Ascham soon resolved to unite himself to those who were enlarging the bounds of knowledge, and, immediately upon his admission into the college, applied himself to the study of Greek. Those who were zealous for the new learning, were often no great friends to the old religion; and Ascham, as he became a Grecian, became a Protestant. The Reformation was not yet begun, disaffection to Popery was considered as a crime justly punished by exclusion from favour and preferment, and was not yet openly professed, though superstition was gradually losing its hold upon the publick. The study of Greek was reputable enough, and Ascham pursued it with diligence and success equally conspicuous. He thought a language might be most easily learned by teaching it; and when he had obtained some proficiency in Greek, read lectures, while he was yet a boy, to other boys, who were desirous of instruction.
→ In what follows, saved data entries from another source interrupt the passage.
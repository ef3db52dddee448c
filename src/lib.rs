//! memshell - an in-memory file system driven by a POSIX-style command set
//!
//! The whole tree lives in memory and is rebuilt fresh each session. The
//! library exposes the node tree and path resolver (`fs`), the command set
//! and its registry (`commands`), the line tokenizer with history expansion
//! (`parser`), and the session that ties them together (`shell`).

pub mod commands;
pub mod fs;
pub mod parser;
pub mod shell;

pub use commands::{Command, CommandRegistry, CommandResult, Effect};
pub use fs::{FsError, NodeId, NodeKind, Permissions, Vfs};
pub use parser::{tokenize, Invocation};
pub use shell::Shell;
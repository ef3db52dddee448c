//! File System Types
//!
//! Core types shared across the virtual file system.

use thiserror::Error;

/// File system errors
#[derive(Error, Debug, Clone, PartialEq, Eq)]
pub enum FsError {
    #[error("{path}: no such file or directory")]
    NotFound { path: String },

    #[error("{path}: File exists")]
    AlreadyExists { path: String },

    #[error("{path}: is a directory")]
    IsDirectory { path: String },

    #[error("{path}: not a directory")]
    NotDirectory { path: String },

    #[error("cannot remove '{path}': permission denied")]
    PermissionDenied { path: String },
}

/// Kind of a node, fixed at creation.
#[derive(Debug, Clone, Copy, PartialEq, Eq)]
pub enum NodeKind {
    Directory,
    File,
}

impl NodeKind {
    pub fn is_directory(self) -> bool {
        matches!(self, NodeKind::Directory)
    }

    pub fn is_file(self) -> bool {
        matches!(self, NodeKind::File)
    }
}

/// Index of a node in the arena owned by [`crate::fs::Vfs`].
///
/// Child and parent links are stored as ids rather than owning pointers,
/// which keeps the `.`/`..`/root cycles free of ownership loops.
#[derive(Debug, Clone, Copy, PartialEq, Eq, Hash)]
pub struct NodeId(pub(crate) usize);

/// Capability flags carried by every node. An absent flag means the
/// capability is denied.
#[derive(Debug, Clone, Copy, PartialEq, Eq, Default)]
pub struct Permissions {
    pub read: bool,
    pub write: bool,
}

impl Permissions {
    pub fn none() -> Self {
        Self::default()
    }

    pub fn read_only() -> Self {
        Self { read: true, write: false }
    }

    pub fn read_write() -> Self {
        Self { read: true, write: true }
    }
}

#[cfg(test)]
mod tests {
    use super::*;

    #[test]
    fn test_error_messages() {
        let err = FsError::NotFound { path: "a/b".to_string() };
        assert_eq!(err.to_string(), "a/b: no such file or directory");

        let err = FsError::AlreadyExists { path: "docs".to_string() };
        assert_eq!(err.to_string(), "docs: File exists");

        let err = FsError::PermissionDenied { path: "notes.txt".to_string() };
        assert_eq!(err.to_string(), "cannot remove 'notes.txt': permission denied");
    }

    #[test]
    fn test_node_kind() {
        assert!(NodeKind::Directory.is_directory());
        assert!(!NodeKind::Directory.is_file());
        assert!(NodeKind::File.is_file());
    }

    #[test]
    fn test_permissions() {
        assert!(!Permissions::none().read);
        assert!(Permissions::read_only().read);
        assert!(!Permissions::read_only().write);
        assert!(Permissions::read_write().write);
    }
}
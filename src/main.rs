use clap::Parser;
use serde::Serialize;
use std::io::{self, BufRead, IsTerminal, Write};

use memshell::{CommandResult, Effect, Shell};

#[derive(Parser)]
#[command(name = "memshell")]
#[command(about = "An in-memory file system driven by a POSIX-style command set")]
#[command(version)]
struct Cli {
    /// Execute a single command line and exit
    #[arg(short = 'c')]
    command: Option<String>,

    /// Output the result as JSON (stdout, stderr, exitCode)
    #[arg(long = "json")]
    json: bool,

    /// Script file with one command line per line
    #[arg()]
    script_file: Option<String>,
}

#[derive(Serialize)]
#[serde(rename_all = "camelCase")]
struct RunReport {
    stdout: String,
    stderr: String,
    exit_code: i32,
}

fn main() {
    let cli = Cli::parse();
    let mut shell = Shell::new();

    if let Some(ref line) = cli.command {
        let result = shell.run_line(line);
        finish(&result, cli.json);
    }

    if let Some(ref file) = cli.script_file {
        let script = match std::fs::read_to_string(file) {
            Ok(content) => content,
            Err(e) => {
                eprintln!("memshell: cannot read script file: {}: {}", file, e);
                std::process::exit(1);
            }
        };
        run_script(&mut shell, &script, cli.json);
    }

    repl(&mut shell);
}

/// Run every line of a script, then exit with the last command's code.
fn run_script(shell: &mut Shell, script: &str, json: bool) -> ! {
    let mut report = RunReport {
        stdout: String::new(),
        stderr: String::new(),
        exit_code: 0,
    };

    for line in script.lines() {
        let result = shell.run_line(line);
        if json {
            report.stdout.push_str(&result.stdout);
            report.stderr.push_str(&result.stderr);
        } else {
            render(&result);
        }
        report.exit_code = result.exit_code;
    }

    if json {
        println!("{}", serde_json::to_string(&report).unwrap_or_default());
    }
    std::process::exit(report.exit_code);
}

/// Interactive loop: prompt, read a line, run it, print the result.
fn repl(shell: &mut Shell) -> ! {
    let stdin = io::stdin();
    let interactive = stdin.is_terminal();
    let mut exit_code = 0;

    prompt(interactive);
    for line in stdin.lock().lines() {
        let line = match line {
            Ok(line) => line,
            Err(_) => break,
        };
        let result = shell.run_line(&line);
        render(&result);
        exit_code = result.exit_code;
        prompt(interactive);
    }
    if interactive {
        println!();
    }
    std::process::exit(exit_code);
}

fn prompt(interactive: bool) {
    if interactive {
        print!("> ");
        let _ = io::stdout().flush();
    }
}

/// Print a command result: effects first, then errors, then output.
fn render(result: &CommandResult) {
    if let Some(Effect::ClearScreen { keep_scrollback }) = result.effect {
        if keep_scrollback {
            print!("\x1B[2J\x1B[H");
        } else {
            print!("\x1B[3J\x1B[2J\x1B[H");
        }
        let _ = io::stdout().flush();
    }
    if !result.stderr.is_empty() {
        eprint!("{}", result.stderr);
    }
    if !result.stdout.is_empty() {
        print!("{}", result.stdout);
    }
}

fn finish(result: &CommandResult, json: bool) -> ! {
    if json {
        let report = RunReport {
            stdout: result.stdout.clone(),
            stderr: result.stderr.clone(),
            exit_code: result.exit_code,
        };
        println!("{}", serde_json::to_string(&report).unwrap_or_default());
    } else {
        render(result);
    }
    std::process::exit(result.exit_code);
}
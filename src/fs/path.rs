//! Path Resolution
//!
//! Walks a node tree along a slash-delimited path. `.` and `..` are ordinary
//! children seeded at directory creation, so every segment is looked up the
//! same way through the children map.

use super::types::NodeId;
use super::vfs::Vfs;

/// Outcome of resolving a path against the tree.
#[derive(Debug, Clone, PartialEq, Eq)]
pub enum Resolution {
    /// Every segment was found; the path denotes this node.
    Found(NodeId),
    /// All segments except the last were found. Create operations use the
    /// parent node plus the pending name to insert a new entry.
    Creatable { parent: NodeId, name: String },
    /// An intermediate segment was missing; the path carries no usable parent.
    NotFound,
}

/// Split a path on `/`, dropping empty segments. Handles leading, trailing,
/// and repeated slashes in one pass.
pub fn split_segments(path: &str) -> Vec<&str> {
    path.split('/').filter(|segment| !segment.is_empty()).collect()
}

/// Resolve `path` starting from `start`, or from the root when the path is
/// absolute. An empty path (after segment stripping) resolves to the start
/// node itself.
pub fn resolve(vfs: &Vfs, start: NodeId, path: &str) -> Resolution {
    let start = if path.starts_with('/') { vfs.root() } else { start };
    let segments = split_segments(path);

    let mut current = start;
    for (index, segment) in segments.iter().enumerate() {
        match vfs.node(current).child(segment) {
            Some(next) => current = next,
            None if index + 1 == segments.len() => {
                return Resolution::Creatable {
                    parent: current,
                    name: (*segment).to_string(),
                };
            }
            None => return Resolution::NotFound,
        }
    }

    Resolution::Found(current)
}
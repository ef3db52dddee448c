// src/commands/cd.rs
use crate::commands::{Command, CommandContext, CommandResult};
use crate::fs::NodeKind;

pub struct CdCommand;

const USAGE: &str = "cd [directory]";

impl Command for CdCommand {
    fn name(&self) -> &'static str {
        "cd"
    }

    fn execute(&self, ctx: CommandContext<'_>) -> CommandResult {
        if let Some(flag) = ctx.first_illegal_flag(&[]) {
            return CommandResult::illegal_option("cd", flag, USAGE);
        }

        // No argument resets to the root. Arguments past the first are ignored.
        let Some(path) = ctx.args.first() else {
            let root = ctx.vfs.root();
            ctx.vfs.set_cwd(root);
            return CommandResult::success(String::new());
        };

        match ctx.vfs.get_file(path) {
            Some(id) if ctx.vfs.node(id).kind() == NodeKind::Directory => {
                ctx.vfs.set_cwd(id);
                CommandResult::success(String::new())
            }
            Some(_) => CommandResult::error(format!("cd: {}: not a directory\n", path)),
            None => CommandResult::error(format!("cd: {}: no such file or directory\n", path)),
        }
    }
}
//! Command Line Tokenizer
//!
//! Turns a raw input line into a command name, arguments, and a flag set.
//! History event tokens of the form `!<n>` are expanded against the session
//! history before anything else; `-<letters>` groups are lifted out of the
//! word list into the flag set wherever they appear.

use indexmap::IndexSet;
use lazy_static::lazy_static;
use regex_lite::Regex;

lazy_static! {
    static ref EVENT_RE: Regex = Regex::new(r"^!(\d+)$").unwrap();
}

/// A tokenized command line ready for dispatch.
#[derive(Debug, Clone, PartialEq, Eq)]
pub struct Invocation {
    pub name: String,
    pub args: Vec<String>,
    pub flags: IndexSet<char>,
}

/// Expand `!<n>` event tokens and split the line into words.
///
/// `history` must already contain the line being tokenized as its last
/// entry. A valid event substitutes the referenced line in place of the
/// token and rewrites the last history entry with the expansion; an
/// out-of-range event erases the just-recorded entry and fails.
fn expand_events(line: &str, history: &mut Vec<String>) -> Result<Vec<String>, String> {
    let mut words = Vec::new();
    for token in line.split_whitespace() {
        let Some(caps) = EVENT_RE.captures(token) else {
            words.push(token.to_string());
            continue;
        };

        let number: usize = caps[1].parse().unwrap_or(usize::MAX);
        // The line being entered is already recorded and is not a valid target.
        let last = history.len().saturating_sub(1);
        if number == 0 || number > last {
            history.pop();
            return Err(format!("{}: event not found", token));
        }

        let event = history[number - 1].clone();
        words.extend(event.split_whitespace().map(String::from));
        if let Some(entry) = history.last_mut() {
            *entry = entry.replace(token, &event);
        }
    }
    Ok(words)
}

/// Tokenize a raw line. Returns `Ok(None)` when nothing remains after
/// expansion, and `Err` with a message when a history event is not found.
pub fn tokenize(line: &str, history: &mut Vec<String>) -> Result<Option<Invocation>, String> {
    let words = expand_events(line, history)?;

    let mut flags = IndexSet::new();
    let mut rest = Vec::new();
    for word in words {
        match word.strip_prefix('-') {
            Some(letters) => {
                for c in letters.chars() {
                    if c.is_ascii_alphabetic() {
                        flags.insert(c);
                    }
                }
            }
            None => rest.push(word),
        }
    }

    let mut rest = rest.into_iter();
    let Some(name) = rest.next() else {
        return Ok(None);
    };
    Ok(Some(Invocation { name, args: rest.collect(), flags }))
}

#[cfg(test)]
mod tests {
    use super::*;

    fn history_of(lines: &[&str]) -> Vec<String> {
        lines.iter().map(|s| s.to_string()).collect()
    }

    #[test]
    fn test_plain_command() {
        let mut history = history_of(&["mkdir a b"]);
        let inv = tokenize("mkdir a b", &mut history).unwrap().unwrap();
        assert_eq!(inv.name, "mkdir");
        assert_eq!(inv.args, vec!["a", "b"]);
        assert!(inv.flags.is_empty());
    }

    #[test]
    fn test_flags_extracted_anywhere() {
        let mut history = history_of(&["ls -a docs"]);
        let inv = tokenize("ls -a docs", &mut history).unwrap().unwrap();
        assert_eq!(inv.name, "ls");
        assert_eq!(inv.args, vec!["docs"]);
        assert!(inv.flags.contains(&'a'));

        let mut history = history_of(&["ls docs -la"]);
        let inv = tokenize("ls docs -la", &mut history).unwrap().unwrap();
        assert!(inv.flags.contains(&'l'));
        assert!(inv.flags.contains(&'a'));
    }

    #[test]
    fn test_bare_dash_is_dropped() {
        let mut history = history_of(&["ls - docs"]);
        let inv = tokenize("ls - docs", &mut history).unwrap().unwrap();
        assert_eq!(inv.args, vec!["docs"]);
        assert!(inv.flags.is_empty());
    }

    #[test]
    fn test_blank_line_yields_nothing() {
        let mut history = Vec::new();
        assert_eq!(tokenize("   ", &mut history), Ok(None));
    }

    #[test]
    fn test_event_expansion() {
        let mut history = history_of(&["ls", "mkdir x", "!2"]);
        let inv = tokenize("!2", &mut history).unwrap().unwrap();
        assert_eq!(inv.name, "mkdir");
        assert_eq!(inv.args, vec!["x"]);
        // The recorded entry now holds the expansion, not the event token.
        assert_eq!(history.last().unwrap(), "mkdir x");
    }

    #[test]
    fn test_event_expansion_carries_flags() {
        let mut history = history_of(&["ls -a", "!1"]);
        let inv = tokenize("!1", &mut history).unwrap().unwrap();
        assert_eq!(inv.name, "ls");
        assert!(inv.flags.contains(&'a'));
    }

    #[test]
    fn test_event_out_of_range() {
        let mut history = history_of(&["ls", "!9"]);
        let err = tokenize("!9", &mut history).unwrap_err();
        assert_eq!(err, "!9: event not found");
        // The failed entry is erased from history.
        assert_eq!(history, history_of(&["ls"]));
    }

    #[test]
    fn test_event_zero_is_out_of_range() {
        let mut history = history_of(&["ls", "!0"]);
        let err = tokenize("!0", &mut history).unwrap_err();
        assert_eq!(err, "!0: event not found");
    }

    #[test]
    fn test_current_line_is_not_a_valid_event() {
        // `!1` with only itself recorded cannot refer to itself.
        let mut history = history_of(&["!1"]);
        assert!(tokenize("!1", &mut history).is_err());
        assert!(history.is_empty());
    }

    #[test]
    fn test_non_numeric_event_is_a_plain_word() {
        let mut history = history_of(&["ls !foo"]);
        let inv = tokenize("ls !foo", &mut history).unwrap().unwrap();
        assert_eq!(inv.args, vec!["!foo"]);
    }
}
His industry was much encouraged by Pember, a man of great eminence at that time, though I know not that he has left any monuments behind him, but what the gratitude of his friends and scholars has bestowed. He was one of the great encouragers of Greek learning, and particularly applauded Ascham's lectures, assuring him in a letter, of which Graunt has preserved an extract, that he would gain more knowledge by explaining one of Æsop's fables to a boy, than by hearing one of Homer's poems explained by another.

Ascham took his bachelor's degree in 1534, Fe.

bruary 18, in the eighteenth year of his age: a time of life at which it is more common now to enter the universities than to take degrees, but which, according to the modes of education then in use, had nothing of remarkable prematurity. On the 23d of March following, he was chosen fellow of the college, which election he considered as a second birth. Dr. Metcalf, the master of the college, a man, as Ascham tells us, "meanly learned himself, but no mean encourager of learning in others," clandestinely promoted his election, though he openly seemed first to oppose it, and afterwards to censure it, because Ascham was known to favour the new opinions; and the master himself was accused of giving an unjust preference to the Northern men, one of the factions into which this nation was divided, before we could find any more important reason of dissention, than that some were born on the Northern and some on the Southern side of Trent. Any cause is sufficient for a quarrel; and the zealots of the North and South lived long in such animosity, that it was thought necessary at Oxford to keep them quiet by chusing one proctor every year from each.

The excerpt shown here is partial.